KPIs esenciales para apostar al pádel y ganar

KPI 1: Retorno de inversión (ROI)

El ROI es la brújula que te dice si estás ganando o perdiendo. Calcula (beneficio neto / inversión total) × 100. Si sale positivo, vas bien; si es negativo, revisa tu estrategia. Aquí el detalle: cada apuesta que colocas debe tener una expectativa positiva, de lo contrario el número te aplastará.

KPI 2: Porcentaje de aciertos (Win Rate)

El win rate mide la frecuencia con la que tus pronósticos son correctos. No confundir con el número de apuestas ganadas; se trata de la proporción. Si apuestas 100 veces y aciertas 55, tu win rate es 55 %. Un buen nivel para apostar al pádel está entre 55 y 60 %. Más allá, la suerte está de tu lado; menos, revisa tus datos.

KPI 3: Valor esperado (EV)

El EV es la suma ponderada de todas las probabilidades multiplicadas por sus retornos. En números: Σ (probabilidad × cuota) − 1. Si el resultado es +0.05, cada euro tiene un 5 % de ganancia esperada. Ignorar este KPI es como lanzar dados sin mirar.

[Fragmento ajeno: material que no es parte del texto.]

impl DrawableContainer {
    pub fn new(kind: ContainerKind, bounds: Rect, config: &EditorConfig) -> Self {
        let fields = declare_fields(&kind, config);
        let mut container = Self {
            id: ContainerId::new(),
            kind,
            location: Pos2::ZERO,
            size: Vec2::ZERO,
            fields,
            filters: Vec::new(),
            selected: false,
            status: EditStatus::Idle,
            adorners: Vec::new(),
        };
        container.configure_prepared_filters(config);
        container.draw_to(bounds.min, bounds.max);
        container.restore_transient();
        container
    }

    /// A container that the user is still drawing, starting as a point at `origin`.
    pub fn undrawn(kind: ContainerKind, origin: Pos2, config: &EditorConfig) -> Self {
        let mut container = Self::new(kind, Rect::from_min_max(origin, origin), config);
        container.set_status(EditStatus::Undrawn);
        container
    }

    pub fn id(&self) -> ContainerId {
        self.id
    }

    pub(crate) fn regenerate_id(&mut self) {
        self.id = ContainerId::new();
    }

    pub fn kind(&self) -> &ContainerKind {
        &self.kind
    }

    pub fn location(&self) -> Pos2 {
        self.location
    }

    pub fn size(&self) -> Vec2 {
        self.size
    }

    pub fn bounds(&self) -> Rect {
        rect_from_location_size(self.location, self.size)
    }

    /// Area touched when this container is painted, including line width, arrow heads and tails.
    pub fn draw_bounds(&self) -> Rect {
        let thickness = self.line_thickness().max(0) as f32;
        let mut rect = self.bounds();
        if let Some(target) = self.target() {
            rect.extend_with(target);
        }
        let margin = match self.kind {
            ContainerKind::Arrow { .. } => draw::arrow_head_length(thickness),
            _ => thickness / 2.0,
        };
        rect.expand(margin + 1.0)
    }

    pub fn fields(&self) -> &FieldSet {
        &self.fields
    }

    pub(crate) fn fields_mut(&mut self) -> &mut FieldSet {
        &mut self.fields
    }

    pub fn filters(&self) -> &[Filter] {
        &self.filters
    }

    pub(crate) fn filters_mut(&mut self) -> &mut Vec<Filter> {
        &mut self.filters
    }

    /// Swap in a whole filter list, returning the previous one.
    pub(crate) fn replace_filters(&mut self, filters: Vec<Filter>) -> Vec<Filter> {
        std::mem::replace(&mut self.filters, filters)
    }

    pub fn is_selected(&self) -> bool {
        self.selected
    }

    pub(crate) fn set_selected(&mut self, selected: bool) {
        self.selected = selected;
    }

    pub fn status(&self) -> EditStatus {
        self.status
    }

    /// Update the container's status. Leaving `Undrawn` wakes its adorners up.
    pub(crate) fn set_status(&mut self, status: EditStatus) {
        let was_undrawn = self.status == EditStatus::Undrawn;
        self.status = status;
        if status == EditStatus::Undrawn {
            self.adorners.iter_mut().for_each(|adorner| adorner.set_status(EditStatus::Undrawn));
        } else if was_undrawn {
            self.adorners.iter_mut().for_each(|adorner| adorner.set_status(EditStatus::Idle));
        }
    }

    pub fn line_thickness(&self) -> i32 {
        self.fields.int(FieldType::LineThickness).unwrap_or(0)
    }

    /// Set location and size from `bounds`.
    ///
    /// An inverted rect is normalized; for lines and arrows it reverses the
    /// direction along the inverted axis. Callers that want the change to be
    /// undoable go through the surface, which records a bounds memento first.
    pub fn apply_bounds(&mut self, bounds: Rect) {
        let flip = Flip::of(&bounds);
        if let ContainerKind::Line { flip: current } | ContainerKind::Arrow { flip: current } = &mut self.kind {
            current.x ^= flip.x;
            current.y ^= flip.y;
        }
        self.set_normalized_bounds(bounds);
    }

    /// Span the container from `start` to `end`, as when it is drawn.
    pub fn draw_to(&mut self, start: Pos2, end: Pos2) {
        let bounds = Rect::from_min_max(start, end);
        if let ContainerKind::Line { flip } | ContainerKind::Arrow { flip } = &mut self.kind {
            *flip = Flip::of(&bounds);
        }
        self.set_normalized_bounds(bounds);
    }

    pub fn geometry(&self) -> Geometry {
        Geometry { location: self.location, size: self.size, flip: self.kind.flip(), target: self.target() }
    }

    /// Put back a placement captured with [`DrawableContainer::geometry`], bit for bit.
    pub(crate) fn set_geometry(&mut self, geometry: Geometry) {
        if let (Some(saved), ContainerKind::Line { flip } | ContainerKind::Arrow { flip }) = (geometry.flip, &mut self.kind) {
            *flip = saved;
        }
        if let (Some(saved), ContainerKind::SpeechBubble { target, .. }) = (geometry.target, &mut self.kind) {
            *target = saved;
        }
        self.set_location_size(geometry.location, geometry.size);
    }

    /// Put back a location and size captured earlier, bit for bit.
    pub(crate) fn set_location_size(&mut self, location: Pos2, size: Vec2) {
        self.location = location;
        self.size = size.max(Vec2::ZERO);
        self.relayout_text();
    }

    fn set_normalized_bounds(&mut self, bounds: Rect) {
        let bounds = normalized(bounds);
        self.location = bounds.min;
        self.size = bounds.size();
        self.relayout_text();
    }

    /// Whether a freshly drawn container is big enough to keep.
    pub fn is_large_enough(&self, min_size: f32) -> bool {
        match self.endpoints() {
            Some((start, end)) => start.distance(end) >= min_size,
            None => common::is_large_enough(&self.bounds(), min_size),
        }
    }

    /// Start and end point, for lines and arrows.
    pub fn endpoints(&self) -> Option<(Pos2, Pos2)> {
        self.kind.flip().map(|flip| flip.endpoints(self.bounds()))
    }

    /// Mark the painted area dirty. Has no effect on history.
    ///
    /// An inverted filter paints everything outside the container, so then
    /// the whole `surface` is dirty.
    pub fn invalidate(&self, dirty: &mut DirtyRegion, surface: PixelRect) {
        if self.filters.iter().any(Filter::invert) {
            dirty.add_pixels(surface);
        } else {
            dirty.add(self.draw_bounds());
        }
    }

    pub fn hit_test(&self, point: Pos2, tolerance: f32) -> bool {
        let reach = self.line_thickness().max(1) as f32 / 2.0 + tolerance;
        match &self.kind {
            ContainerKind::Line { .. } | ContainerKind::Arrow { .. } => self
                .endpoints()
                .is_some_and(|(start, end)| distance_to_line_segment(point, start, end) <= reach),
            ContainerKind::Ellipse => {
                let bounds = self.bounds().expand(tolerance);
                let radius = bounds.size() / 2.0;
                if radius.x <= 0.0 || radius.y <= 0.0 {
                    return false;
                }
                let d = point - bounds.center();
                (d.x / radius.x).powi(2) + (d.y / radius.y).powi(2) <= 1.0
            }
            _ => is_point_in_bounds(point, self.bounds(), tolerance),
        }
    }

    pub fn text(&self) -> Option<&str> {
        self.kind.text_content().map(TextContent::text)
    }

    /// Replace the text and re-run its layout; returns the old text, or `None` for kinds without text.
    pub(crate) fn set_text(&mut self, new_text: impl Into<String>) -> Option<String> {
        let width = self.size.x;
        let font_size = self.font_size();
        match &mut self.kind {
            ContainerKind::Text(text) | ContainerKind::SpeechBubble { text, .. } => {
                Some(text.set_text(new_text.into(), width, font_size))
            }
            _ => None,
        }
    }

    pub fn text_lines(&self) -> &[String] {
        self.kind.text_content().map(TextContent::lines).unwrap_or_default()
    }

    pub fn font_size(&self) -> f32 {
        self.fields.float(FieldType::FontSize).unwrap_or(12.0)
    }

    pub(crate) fn relayout_text(&mut self) {
        let width = self.size.x;
        let font_size = self.font_size();
        if let ContainerKind::Text(text) | ContainerKind::SpeechBubble { text, .. } = &mut self.kind {
            text.relayout(width, font_size);
        }
    }

    pub fn target(&self) -> Option<Pos2> {
        match &self.kind {
            ContainerKind::SpeechBubble { target, .. } => Some(*target),
            _ => None,
        }
    }

    /// Move the target point; returns the old one, or `None` when this kind has no target.
    pub(crate) fn set_target(&mut self, point: Pos2) -> Option<Pos2> {
        match &mut self.kind {
            ContainerKind::SpeechBubble { target, .. } => Some(std::mem::replace(target, point)),
            _ => None,
        }
    }

    /// Map the container through `matrix`, as when the background is cropped or rotated.
    pub fn transform(&mut self, matrix: &Matrix) {
        if let Some((start, end)) = self.endpoints() {
            self.draw_to(matrix.transform_point(start), matrix.transform_point(end));
        } else {
            self.set_normalized_bounds(matrix.transform_rect(self.bounds()));
        }
        if let ContainerKind::SpeechBubble { target, .. } = &mut self.kind {
            *target = matrix.transform_point(*target);
        }
    }

    /// Rebuild the filter list from the prepared filter field, if this kind has one.
    pub(crate) fn configure_prepared_filters(&mut self, config: &EditorConfig) {
        let Some(prepared) = self.fields.get(FieldType::PreparedFilter).and_then(FieldValue::as_prepared_filter) else {
            return;
        };
        self.filters = match prepared {
            PreparedFilter::TextHighlight => vec![Filter::new(FilterKind::Highlight, false, config)],
            PreparedFilter::AreaHighlight => vec![
                Filter::new(FilterKind::Highlight, true, config),
                Filter::new(FilterKind::Blur, true, config),
            ],
            PreparedFilter::Magnification => vec![Filter::new(FilterKind::Magnify, false, config)],
            PreparedFilter::Blur => vec![Filter::new(FilterKind::Blur, false, config)],
            PreparedFilter::Pixelize => vec![Filter::new(FilterKind::Pixelize, false, config)],
        };
        debug!("container {} now uses {:?} filters", self.id, prepared);
    }

    /// Paint this container: its filters over its bounds, then its own content.
    ///
    /// Filters are skipped in edit mode while the container is being drawn or
    /// dragged, so interaction stays responsive.
    pub fn draw(&self, canvas: &mut Canvas, mode: RenderMode) {
        let manipulating = self.status != EditStatus::Idle;
        if !(mode == RenderMode::Edit && manipulating) {
            let rect = PixelRect::enclosing(self.bounds());
            for filter in &self.filters {
                filter.apply(canvas, rect, mode);
            }
        }
        draw::draw_content(self, canvas);
    }

    pub fn adorners(&self) -> &[Adorner] {
        &self.adorners
    }

    pub(crate) fn adorner_mut(&mut self, index: usize) -> Option<&mut Adorner> {
        self.adorners.get_mut(index)
    }

    /// Index of the first adorner under `point`.
    pub fn adorner_at(&self, point: Pos2, size: f32, tolerance: f32) -> Option<usize> {
        self.adorners.iter().position(|adorner| adorner.hit_test(self, point, size, tolerance))
    }

    /// Rebuild state that is not serialized: adorners and text layout.
    pub(crate) fn restore_transient(&mut self) {
        let status = if self.status == EditStatus::Undrawn { EditStatus::Undrawn } else { EditStatus::Idle };
        let mut adorners: Vec<Adorner> = Position::ALL
            .iter()
            .map(|position| Adorner::new(AdornerKind::Resize(*position), status))
            .collect();
        if self.target().is_some() {
            adorners.push(Adorner::new(AdornerKind::Target, status));
        }
        self.adorners = adorners;
        self.relayout_text();
    }
}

KPI 4: Ratio de apuestas por jornada

Cuántas apuestas haces en una jornada indica tu gestión del bankroll. No sobrecargues; la regla de oro es no superar el 5 % del bankroll total en una sola jornada. Si tu bankroll es 1.000 €, no apuestes más de 50 € en una jornada. Eso controla la volatilidad.

KPI 5: Desviación estándar de resultados

Este número muestra la dispersión de tus ganancias y pérdidas. Un alto desvío indica que tus resultados fluctúan mucho. Busca reducirlo ajustando tus criterios de selección. Menos ruido, más claridad.

KPI 6: ROI por mercado (set, partido, jugadora)

Los mercados en pádel son varios: ganador del set, del partido, primero en romper, etc. Cada uno tiene su propio ROI. Si el ROI del set es +8 % y el del partido solo +2 %, enfócate en sets. No disperses energía donde la rentabilidad es escasa.

KPI 7: Ratio de apuestas cerradas vs. abiertas

Una apuesta cerrada tiene una cuota fija; una abierta varía hasta el momento del cierre. Controlar la proporción te ayuda a evitar sorpresas de última hora. Ideal: 70 % cerradas, 30 % abiertas.

Herramientas y seguimiento

Hay plataformas que registran cada movimiento. Usa Excel o software especializado para actualizar tus métricas después de cada jornada. La disciplina en el registro es la diferencia entre un apostador amateur y un profesional.

El truco final

Si buscas el KPI que realmente marca la diferencia, fíjate en el ROI combinado con el EV. Alinea tus apuestas donde ambos sean positivos y verás cómo tu rentabilidad despega. No lo pienses demasiado: abre tu hoja, calcula tus números y pon en práctica la única regla que vale: apuesta solo cuando el EV sea mayor que cero. Actúa ahora, prueba la fórmula y observa el cambio.